use std::collections::{BTreeMap, HashMap};
use std::sync::{Arc, OnceLock};

use chrono::NaiveDate;
use tracing::{debug, info, warn};

use crate::domain::{FeedScopedId, SECONDS_PER_DAY, TransitMode, Trip};
use crate::error::{UpdateError, UpdateErrorKind};
use crate::resolve::ResolvedStopTimeUpdate;
use crate::schedule::StaticSchedule;
use crate::update::ParsedTripUpdate;

use super::{FuzzyTripMatcher, TripAndPattern};

/// Trips keyed by last stop and scheduled arrival there, and rail trips
/// keyed by internal planning code.
#[derive(Debug, Default)]
struct LastStopIndex {
    by_last_arrival: HashMap<(FeedScopedId, i32), Vec<Arc<Trip>>>,
    by_planning_code: HashMap<String, Vec<Arc<Trip>>>,
}

impl LastStopIndex {
    fn build(schedule: &StaticSchedule) -> Self {
        let mut index = LastStopIndex::default();
        for trip in schedule.trips() {
            let Some(pattern) = schedule.pattern_for_trip(&trip.id) else {
                continue;
            };
            if let (Some(last_stop), Some(times)) = (
                pattern.stop_pattern().last_stop(),
                pattern.scheduled_trip_times(&trip.id),
            ) {
                index
                    .by_last_arrival
                    .entry((last_stop.clone(), times.scheduled_last_arrival()))
                    .or_default()
                    .push(Arc::clone(trip));
            }
            if pattern.route().mode != TransitMode::Rail {
                continue;
            }
            if let Some(code) = &trip.internal_planning_code {
                index
                    .by_planning_code
                    .entry(code.clone())
                    .or_default()
                    .push(Arc::clone(trip));
            }
        }
        info!(
            last_stop_keys = index.by_last_arrival.len(),
            planning_codes = index.by_planning_code.len(),
            "Built last-stop arrival index"
        );
        index
    }
}

/// Matches a journey by its last stop and scheduled arrival time.
///
/// The index is built exactly once, on first use or eagerly through
/// [`LastStopArrivalMatcher::warm_up`], and is read-only afterwards.
///
/// Candidates must run on the service date, start and end at the journey's
/// first and last stops (or a sibling in the same station), and depart the
/// first stop at the journey's aimed departure.
pub struct LastStopArrivalMatcher {
    schedule: Arc<StaticSchedule>,
    index: OnceLock<LastStopIndex>,
}

impl LastStopArrivalMatcher {
    pub fn new(schedule: Arc<StaticSchedule>) -> Self {
        Self {
            schedule,
            index: OnceLock::new(),
        }
    }

    /// Build the index now rather than on the first match.
    pub fn warm_up(self) -> Self {
        self.index();
        self
    }

    fn index(&self) -> &LastStopIndex {
        self.index.get_or_init(|| LastStopIndex::build(&self.schedule))
    }

    fn candidates_by_arrival(&self, last_stop: &FeedScopedId, arrival: i32) -> Vec<Arc<Trip>> {
        let index = self.index();
        let mut keys = vec![
            (last_stop.clone(), arrival),
            // Trips of the previous service day arrive after 24:00
            (last_stop.clone(), arrival + SECONDS_PER_DAY),
        ];
        if let Some(stop) = self.schedule.stop(last_stop) {
            keys.extend(
                self.schedule
                    .sibling_stops(stop)
                    .map(|sibling| (sibling.id.clone(), arrival)),
            );
        }
        keys.iter()
            .filter_map(|key| index.by_last_arrival.get(key))
            .flatten()
            .cloned()
            .collect()
    }

    fn find_exact_match(
        &self,
        candidates: Vec<Arc<Trip>>,
        journey: &Journey,
        service_date: NaiveDate,
    ) -> Result<TripAndPattern, UpdateErrorKind> {
        let mut matches = BTreeMap::new();
        for trip in candidates {
            if !self.schedule.is_trip_active(&trip, service_date) {
                continue;
            }
            let Some(pattern) = self.schedule.pattern_for_trip(&trip.id) else {
                continue;
            };
            let stops = pattern.stop_pattern();
            let ends_match = stops
                .first_stop()
                .is_some_and(|s| self.schedule.is_same_or_sibling(s, &journey.first_stop))
                && stops
                    .last_stop()
                    .is_some_and(|s| self.schedule.is_same_or_sibling(s, &journey.last_stop));
            if !ends_match {
                continue;
            }
            let departs_on_time = pattern
                .scheduled_trip_times(&trip.id)
                .is_some_and(|t| t.scheduled_first_departure() == journey.aimed_departure);
            if departs_on_time {
                matches.insert(trip.id.clone(), (trip, Arc::clone(pattern)));
            }
        }

        if matches.len() > 1 {
            warn!(
                count = matches.len(),
                trips = ?matches.keys().collect::<Vec<_>>(),
                "Multiple fuzzy matches, skipping all"
            );
            return Err(UpdateErrorKind::MultipleFuzzyTripMatches);
        }
        matches
            .into_values()
            .next()
            .map(|(trip, pattern)| TripAndPattern {
                trip,
                pattern,
                service_date,
            })
            .ok_or(UpdateErrorKind::NoFuzzyTripMatch)
    }

    fn filter_by_route(candidates: Vec<Arc<Trip>>, route_id: Option<&FeedScopedId>) -> Vec<Arc<Trip>> {
        match route_id {
            Some(route_id) => candidates
                .into_iter()
                .filter(|t| t.route.id == *route_id)
                .collect(),
            None => candidates,
        }
    }
}

/// What the update says about the journey's ends.
struct Journey {
    first_stop: FeedScopedId,
    last_stop: FeedScopedId,
    aimed_departure: i32,
    aimed_last_arrival: i32,
}

impl Journey {
    fn from_update(
        update: &ParsedTripUpdate,
        schedule: &StaticSchedule,
        service_date: NaiveDate,
    ) -> Result<Self, UpdateErrorKind> {
        let (Some(first), Some(last)) = (
            update.stop_time_updates().first(),
            update.stop_time_updates().last(),
        ) else {
            return Err(UpdateErrorKind::NoValidStops);
        };
        let tz = schedule.time_zone();
        let first = ResolvedStopTimeUpdate::resolve(first, schedule, service_date, tz);
        let last = ResolvedStopTimeUpdate::resolve(last, schedule, service_date, tz);

        let aimed_departure = first
            .aimed_departure()
            .ok_or(UpdateErrorKind::NoFuzzyTripMatch)?;
        let aimed_last_arrival = last
            .aimed_arrival()
            .or_else(|| last.aimed_departure())
            .ok_or(UpdateErrorKind::NoFuzzyTripMatch)?;

        let (Some(first_stop), Some(last_stop)) = (first.stop, last.stop) else {
            return Err(UpdateErrorKind::NoValidStops);
        };

        Ok(Journey {
            first_stop: first_stop.id,
            last_stop: last_stop.id,
            aimed_departure,
            aimed_last_arrival,
        })
    }
}

impl FuzzyTripMatcher for LastStopArrivalMatcher {
    fn match_trip(
        &self,
        update: &ParsedTripUpdate,
        service_date: NaiveDate,
    ) -> Result<TripAndPattern, UpdateError> {
        let reference = update.reference();
        let fail = |kind| UpdateError::new(reference.trip_id.clone(), kind);

        let journey = Journey::from_update(update, &self.schedule, service_date).map_err(fail)?;
        let route_id = reference.route_id.as_ref();

        let by_code = reference
            .planning_code()
            .and_then(|code| self.index().by_planning_code.get(code));
        if let Some(by_code) = by_code {
            let candidates = Self::filter_by_route(by_code.clone(), route_id);
            if let Ok(found) = self.find_exact_match(candidates, &journey, service_date) {
                debug!(trip = %found.trip.id, "Fuzzy matched by planning code");
                return Ok(found);
            }
        }

        let candidates = Self::filter_by_route(
            self.candidates_by_arrival(&journey.last_stop, journey.aimed_last_arrival),
            route_id,
        );
        if candidates.is_empty() {
            debug!(
                last_stop = %journey.last_stop,
                arrival = journey.aimed_last_arrival,
                "No fuzzy candidates"
            );
            return Err(fail(UpdateErrorKind::NoFuzzyTripMatch));
        }
        let found = self
            .find_exact_match(candidates, &journey, service_date)
            .map_err(fail)?;
        debug!(trip = %found.trip.id, "Fuzzy matched by last stop arrival");
        Ok(found)
    }
}

#[cfg(test)]
mod tests {
    use super::*;
    use crate::test_support::{Network, date, hms, id};
    use crate::update::{
        ParsedStopTimeUpdate, StopReference, TimeUpdate, TripReference, UpdateType,
    };

    fn call(stop: &str, aimed: i32) -> ParsedStopTimeUpdate {
        ParsedStopTimeUpdate {
            arrival: Some(TimeUpdate::of_absolute(aimed + 60, Some(aimed)).into()),
            departure: Some(TimeUpdate::of_absolute(aimed + 60, Some(aimed)).into()),
            ..ParsedStopTimeUpdate::for_stop(StopReference::of_stop(id(stop)))
        }
    }

    fn journey(reference: TripReference, calls: Vec<ParsedStopTimeUpdate>) -> ParsedTripUpdate {
        ParsedTripUpdate::builder(UpdateType::UpdateExisting, reference)
            .service_date(date())
            .stop_time_updates(calls)
            .build()
    }

    fn matcher() -> LastStopArrivalMatcher {
        LastStopArrivalMatcher::new(Network::abc().schedule).warm_up()
    }

    #[test]
    fn single_candidate_matches() {
        let update = journey(
            TripReference::default(),
            vec![call("A", hms(10, 0, 0)), call("B", hms(10, 30, 0)), call("C", hms(11, 0, 0))],
        );
        let found = matcher().match_trip(&update, date()).unwrap();
        assert_eq!(found.trip.id, id("T1"));
        assert_eq!(found.pattern.id(), &id("P1"));
        assert_eq!(found.service_date, date());
    }

    #[test]
    fn identical_trips_are_ambiguous() {
        // T4 and T5 both run A 08:00 to C 09:00
        let update = journey(
            TripReference::default(),
            vec![call("A", hms(8, 0, 0)), call("C", hms(9, 0, 0))],
        );
        let err = matcher().match_trip(&update, date()).unwrap_err();
        assert_eq!(err.kind(), UpdateErrorKind::MultipleFuzzyTripMatches);
    }

    #[test]
    fn planning_code_disambiguates_rail() {
        let reference = TripReference {
            internal_planning_code: Some("5678".to_string()),
            ..TripReference::default()
        };
        let update = journey(reference, vec![call("A", hms(8, 0, 0)), call("C", hms(9, 0, 0))]);
        let found = matcher().match_trip(&update, date()).unwrap();
        assert_eq!(found.trip.id, id("T5"));
    }

    #[test]
    fn sibling_last_stop_matches() {
        // T3 ends at B; the journey reports B2 in the same station
        let update = journey(
            TripReference::default(),
            vec![call("A", hms(14, 0, 0)), call("B2", hms(14, 30, 0))],
        );
        let found = matcher().match_trip(&update, date()).unwrap();
        assert_eq!(found.trip.id, id("T3"));
    }

    #[test]
    fn wrong_departure_or_date_does_not_match() {
        let m = matcher();
        let late = journey(
            TripReference::default(),
            vec![call("A", hms(10, 1, 0)), call("C", hms(11, 0, 0))],
        );
        assert_eq!(
            m.match_trip(&late, date()).unwrap_err().kind(),
            UpdateErrorKind::NoFuzzyTripMatch
        );

        let sunday = NaiveDate::from_ymd_opt(2024, 6, 9).unwrap();
        let t1 = journey(
            TripReference::default(),
            vec![call("A", hms(10, 0, 0)), call("C", hms(11, 0, 0))],
        );
        assert_eq!(
            m.match_trip(&t1, sunday).unwrap_err().kind(),
            UpdateErrorKind::NoFuzzyTripMatch
        );
    }

    #[test]
    fn route_filter_applies() {
        let reference = TripReference {
            route_id: Some(id("R2")),
            ..TripReference::default()
        };
        let update = journey(
            reference,
            vec![call("A", hms(10, 0, 0)), call("C", hms(11, 0, 0))],
        );
        assert_eq!(
            matcher().match_trip(&update, date()).unwrap_err().kind(),
            UpdateErrorKind::NoFuzzyTripMatch
        );
    }

    #[test]
    fn no_stops_or_unknown_stops() {
        let m = matcher();
        let empty = journey(TripReference::default(), Vec::new());
        assert_eq!(
            m.match_trip(&empty, date()).unwrap_err().kind(),
            UpdateErrorKind::NoValidStops
        );
        let unknown = journey(
            TripReference::default(),
            vec![call("nope", hms(10, 0, 0)), call("C", hms(11, 0, 0))],
        );
        assert_eq!(
            m.match_trip(&unknown, date()).unwrap_err().kind(),
            UpdateErrorKind::NoValidStops
        );
    }
}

■ ■ ■

Search the material for the word "entry". Each line where it is found must be copied.

RESULT OF THIS EXERCISE:
                    .entry((last_stop.clone(), times.scheduled_last_arrival()))
                    .entry(code.clone())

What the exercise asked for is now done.